[Stored data entries]
════════════════════

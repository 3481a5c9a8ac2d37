// SPDX-License-Identifier: AGPL-3.0-or-later
//
// Copyright (C) 2026 Atlas Vault Contributors

//! # Session Boundary
//!
//! The session object is the single entry point the surrounding UI calls
//! into. It holds the derived key for exactly one authenticated user - no
//! ambient globals - and every goal mutation flows through it:
//!
//! ```text
//! mutation -> ledger rebuild/validate -> seal goal -> persist
//!          -> recompute net-worth aggregate -> seal -> persist
//! ```
//!
//! ## Failure Model
//!
//! - [`SessionError::AuthFailure`] covers both "unknown username" and
//!   "wrong password" without distinguishing them (no username
//!   enumeration)
//! - A goal record that fails to decrypt during listing is skipped with a
//!   warning, never a crash; the profile and aggregate fall back to
//!   documented defaults (empty object, 0.0)
//! - A rejected ledger mutation persists nothing: the prior stored goal
//!   remains authoritative
//!
//! The derived key lives only inside the session and is zeroized when the
//! session is dropped (logout).

use std::str::FromStr;

use base64ct::{Base64UrlUnpadded, Encoding};
use tracing::{debug, warn};

use crate::crypto::securebox::{open, seal, DecryptError};
use crate::crypto::verifier::PasswordVerifier;
use crate::crypto::{derive_key, generate_salt, DerivedKey};
use crate::ledger::engine::{rebuild, InvariantViolation};
use crate::ledger::level::{score, LevelInfo};
use crate::ledger::patrimony::aggregate_net_worth;
use crate::models::{Entry, EntryKind, EntryPatch, Goal, GoalKind, NewEntry, StoredUser};
use crate::storage::{RecordKind, RecordStore, StorageError};

/// Name of the protected net-worth goal created at registration.
const DEFAULT_GOAL_NAME: &str = "Patrimônio Total";

/// Initial target of the default goal.
const DEFAULT_GOAL_TARGET: f64 = 10_000.0;

/// Error type for session operations.
#[derive(Debug, thiserror::Error)]
pub enum SessionError {
    /// Wrong credentials. Deliberately cause-free: unknown username and
    /// wrong password look identical to the caller.
    #[error("authentication failed")]
    AuthFailure,

    /// A specifically requested record could not be opened under the
    /// session key.
    #[error(transparent)]
    Decrypt(#[from] DecryptError),

    /// A mutation would make a running balance negative; nothing was
    /// persisted.
    #[error(transparent)]
    Ledger(#[from] InvariantViolation),

    /// Record store failure; fatal to the operation, not retried.
    #[error(transparent)]
    Storage(#[from] StorageError),

    #[error("goal not found: {0}")]
    GoalNotFound(String),

    #[error("entry not found: {0}")]
    EntryNotFound(String),

    /// The system-created default goal resists deletion.
    #[error("the default goal cannot be deleted")]
    DefaultGoalProtected,

    #[error("invalid input: {0}")]
    InvalidInput(&'static str),
}

/// Result type for session operations.
pub type SessionResult<T> = Result<T, SessionError>;

/// An authenticated single-user session over a record store.
pub struct Session<'a, S: RecordStore> {
    store: &'a S,
    username: String,
    key: DerivedKey,
}

impl<'a, S: RecordStore> Session<'a, S> {
    // ========== Account Lifecycle ==========

    /// Register a new user.
    ///
    /// Creates the password verifier, a fresh per-user key salt, a sealed
    /// empty profile, a sealed zero net-worth aggregate, and the protected
    /// default net-worth goal. The caller still logs in afterwards; the
    /// derived key is not retained here.
    pub fn register(store: &S, username: &str, password: &str) -> SessionResult<()> {
        if username.trim().is_empty() {
            return Err(SessionError::InvalidInput("username must not be empty"));
        }
        if password.is_empty() {
            return Err(SessionError::InvalidInput("password must not be empty"));
        }

        let salt = generate_salt();
        let key = derive_key(password, &salt);

        let user = StoredUser {
            username: username.to_string(),
            verifier: PasswordVerifier::new(password),
            key_salt: Base64UrlUnpadded::encode_string(&salt),
            encrypted_profile: seal(&key, "{}"),
            encrypted_net_worth: seal(&key, "0"),
        };
        store.create_user(&user)?;

        // System goal every account starts with; resists deletion.
        let mut default_goal = Goal::new(DEFAULT_GOAL_NAME, GoalKind::NetWorth, DEFAULT_GOAL_TARGET);
        default_goal.is_default = true;

        let token = seal(&key, &serde_json::to_string(&default_goal).map_err(StorageError::from)?);
        store.put_record(username, RecordKind::Goal, &default_goal.id, &token)?;

        debug!(username, "registered new user");
        Ok(())
    }

    /// Authenticate and open a session.
    ///
    /// The KDF runs exactly once here (deliberately slow, hundreds of
    /// milliseconds); callers must not re-invoke login per operation.
    pub fn login(store: &'a S, username: &str, password: &str) -> SessionResult<Self> {
        let Some(user) = store.get_user(username)? else {
            return Err(SessionError::AuthFailure);
        };
        if !user.verifier.verify(password) {
            return Err(SessionError::AuthFailure);
        }

        let Ok(salt) = Base64UrlUnpadded::decode_vec(&user.key_salt) else {
            // Unreadable salt means this account's key space is gone;
            // surface it no differently than bad credentials.
            warn!(username, "stored key salt is undecodable");
            return Err(SessionError::AuthFailure);
        };

        Ok(Self {
            store,
            username: username.to_string(),
            key: derive_key(password, &salt),
        })
    }

    /// The authenticated username.
    pub fn username(&self) -> &str {
        &self.username
    }

    // ========== Goals ==========

    /// List all readable goals for this user.
    ///
    /// Records that fail to decrypt or parse are skipped with a warning:
    /// a corrupt record must never take the whole account down.
    pub fn goals(&self) -> SessionResult<Vec<Goal>> {
        let ids = self.store.list_record_ids(&self.username, RecordKind::Goal)?;

        let mut goals = Vec::with_capacity(ids.len());
        for id in ids {
            let Some(token) = self.store.get_record(&self.username, RecordKind::Goal, &id)? else {
                continue;
            };
            match open(&self.key, &token).map(|json| serde_json::from_str::<Goal>(&json)) {
                Ok(Ok(goal)) => goals.push(goal),
                Ok(Err(e)) => warn!(%id, error = %e, "skipping unparsable goal record"),
                Err(_) => warn!(%id, "skipping undecryptable goal record"),
            }
        }
        Ok(goals)
    }

    /// Load one goal by id.
    pub fn goal(&self, goal_id: &str) -> SessionResult<Goal> {
        let token = self
            .store
            .get_record(&self.username, RecordKind::Goal, goal_id)?
            .ok_or_else(|| SessionError::GoalNotFound(goal_id.to_string()))?;

        let json = open(&self.key, &token)?;
        let goal = serde_json::from_str(&json).map_err(StorageError::from)?;
        Ok(goal)
    }

    /// Create a new empty goal and resync the aggregate.
    pub fn create_goal(
        &self,
        name: &str,
        kind: GoalKind,
        target: f64,
    ) -> SessionResult<Goal> {
        if name.trim().is_empty() {
            return Err(SessionError::InvalidInput("goal name must not be empty"));
        }
        if !target.is_finite() || target < 0.0 {
            return Err(SessionError::InvalidInput("goal target must be >= 0"));
        }

        let goal = Goal::new(name, kind, target);
        self.persist_goal(&goal)?;
        self.sync_net_worth()?;
        Ok(goal)
    }

    /// Update a goal's name and target (metadata only; balances are
    /// untouched).
    pub fn update_goal(&self, goal_id: &str, name: &str, target: f64) -> SessionResult<Goal> {
        if name.trim().is_empty() {
            return Err(SessionError::InvalidInput("goal name must not be empty"));
        }
        if !target.is_finite() || target < 0.0 {
            return Err(SessionError::InvalidInput("goal target must be >= 0"));
        }

        let mut goal = self.goal(goal_id)?;
        goal.name = name.to_string();
        goal.target = target;
        self.persist_goal(&goal)?;
        self.sync_net_worth()?;
        Ok(goal)
    }

    /// Delete a goal and resync the aggregate.
    ///
    /// The system-created default goal is refused.
    pub fn delete_goal(&self, goal_id: &str) -> SessionResult<()> {
        let goal = self.goal(goal_id)?;
        if goal.is_default {
            return Err(SessionError::DefaultGoalProtected);
        }

        self.store
            .delete_record(&self.username, RecordKind::Goal, goal_id)?;
        self.sync_net_worth()?;
        Ok(())
    }

    // ========== Entries ==========

    /// Append a transaction to a goal's history.
    ///
    /// The whole history is rebuilt and validated first; on an invariant
    /// violation nothing is persisted and the stored goal is unchanged.
    pub fn add_entry(&self, goal_id: &str, new: NewEntry) -> SessionResult<Goal> {
        validate_amount(new.kind, new.amount)?;

        let mut goal = self.goal(goal_id)?;
        goal.history.push(new.into());
        self.rebuild_and_persist(goal)
    }

    /// Edit an existing entry, identified by uid.
    pub fn edit_entry(
        &self,
        goal_id: &str,
        entry_uid: &str,
        patch: EntryPatch,
    ) -> SessionResult<Goal> {
        let mut goal = self.goal(goal_id)?;
        let entry = goal
            .history
            .iter_mut()
            .find(|entry| entry.uid == entry_uid)
            .ok_or_else(|| SessionError::EntryNotFound(entry_uid.to_string()))?;

        apply_patch(entry, patch);
        validate_amount(entry.kind, entry.amount)?;

        self.rebuild_and_persist(goal)
    }

    /// Remove an entry, identified by uid.
    pub fn remove_entry(&self, goal_id: &str, entry_uid: &str) -> SessionResult<Goal> {
        let mut goal = self.goal(goal_id)?;
        let before = goal.history.len();
        goal.history.retain(|entry| entry.uid != entry_uid);
        if goal.history.len() == before {
            return Err(SessionError::EntryNotFound(entry_uid.to_string()));
        }

        self.rebuild_and_persist(goal)
    }

    // ========== Aggregate & Level ==========

    /// The persisted net-worth aggregate.
    ///
    /// Falls back to 0.0 when the stored token cannot be opened or parsed;
    /// the next goal mutation re-materializes it.
    pub fn net_worth(&self) -> SessionResult<f64> {
        let Some(user) = self.store.get_user(&self.username)? else {
            warn!(username = %self.username, "user record vanished; net worth defaults to 0");
            return Ok(0.0);
        };

        match open(&self.key, &user.encrypted_net_worth) {
            Ok(plain) => Ok(f64::from_str(&plain).unwrap_or_else(|_| {
                warn!(username = %self.username, "net worth token held no number; defaulting to 0");
                0.0
            })),
            Err(_) => {
                warn!(username = %self.username, "net worth token undecryptable; defaulting to 0");
                Ok(0.0)
            }
        }
    }

    /// Level and progress for the current net-worth aggregate.
    pub fn level(&self) -> SessionResult<LevelInfo> {
        Ok(score(self.net_worth()?))
    }

    // ========== Profile ==========

    /// The user's free-form settings document.
    ///
    /// Opaque to the core; falls back to an empty object when the stored
    /// token cannot be opened or parsed.
    pub fn profile(&self) -> SessionResult<serde_json::Value> {
        let Some(user) = self.store.get_user(&self.username)? else {
            return Ok(serde_json::Value::Object(Default::default()));
        };

        match open(&self.key, &user.encrypted_profile) {
            Ok(plain) => Ok(serde_json::from_str(&plain).unwrap_or_else(|_| {
                warn!(username = %self.username, "profile token held invalid JSON; defaulting");
                serde_json::Value::Object(Default::default())
            })),
            Err(_) => {
                warn!(username = %self.username, "profile token undecryptable; defaulting");
                Ok(serde_json::Value::Object(Default::default()))
            }
        }
    }

    /// Seal and persist the settings document.
    pub fn save_profile(&self, profile: &serde_json::Value) -> SessionResult<()> {
        let mut user = self.load_user()?;
        let json = serde_json::to_string(profile).map_err(StorageError::from)?;
        user.encrypted_profile = seal(&self.key, &json);
        self.store.put_user(&user)?;
        Ok(())
    }

    // ========== Internals ==========

    fn load_user(&self) -> SessionResult<StoredUser> {
        self.store
            .get_user(&self.username)?
            .ok_or(SessionError::AuthFailure)
    }

    /// Rebuild a goal's history, persist it, and resync the aggregate.
    /// The invariant check happens before any write.
    fn rebuild_and_persist(&self, mut goal: Goal) -> SessionResult<Goal> {
        let rebuilt = rebuild(&goal.history)?;
        goal.history = rebuilt.entries;
        goal.current = rebuilt.current;

        self.persist_goal(&goal)?;
        self.sync_net_worth()?;
        Ok(goal)
    }

    fn persist_goal(&self, goal: &Goal) -> SessionResult<()> {
        let json = serde_json::to_string(goal).map_err(StorageError::from)?;
        let token = seal(&self.key, &json);
        self.store
            .put_record(&self.username, RecordKind::Goal, &goal.id, &token)?;
        Ok(())
    }

    /// Re-materialize the net-worth aggregate from its source goals.
    /// Invoked after every goal create, update, or delete so the persisted
    /// figure never drifts.
    fn sync_net_worth(&self) -> SessionResult<f64> {
        let goals = self.goals()?;
        let total = aggregate_net_worth(&goals);

        let mut user = self.load_user()?;
        user.encrypted_net_worth = seal(&self.key, &total.to_string());
        self.store.put_user(&user)?;

        debug!(username = %self.username, total, "net worth aggregate resynced");
        Ok(total)
    }
}

fn validate_amount(kind: EntryKind, amount: f64) -> SessionResult<()> {
    if !amount.is_finite() {
        return Err(SessionError::InvalidInput("amount must be finite"));
    }
    match kind {
        EntryKind::Contribution | EntryKind::Withdrawal if amount <= 0.0 => {
            Err(SessionError::InvalidInput("amount must be > 0"))
        }
        EntryKind::Correction if amount < 0.0 => {
            Err(SessionError::InvalidInput("correction value must be >= 0"))
        }
        _ => Ok(()),
    }
}

fn apply_patch(entry: &mut Entry, patch: EntryPatch) {
    if let Some(timestamp) = patch.timestamp {
        entry.timestamp = timestamp;
    }
    if let Some(kind) = patch.kind {
        entry.kind = kind;
    }
    if let Some(amount) = patch.amount {
        entry.amount = amount;
    }
    if let Some(description) = patch.description {
        entry.description = description;
    }
}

════════════════════

Please give the number of lines above in which the word "credentials" appears, without any other text.

_Reply_
2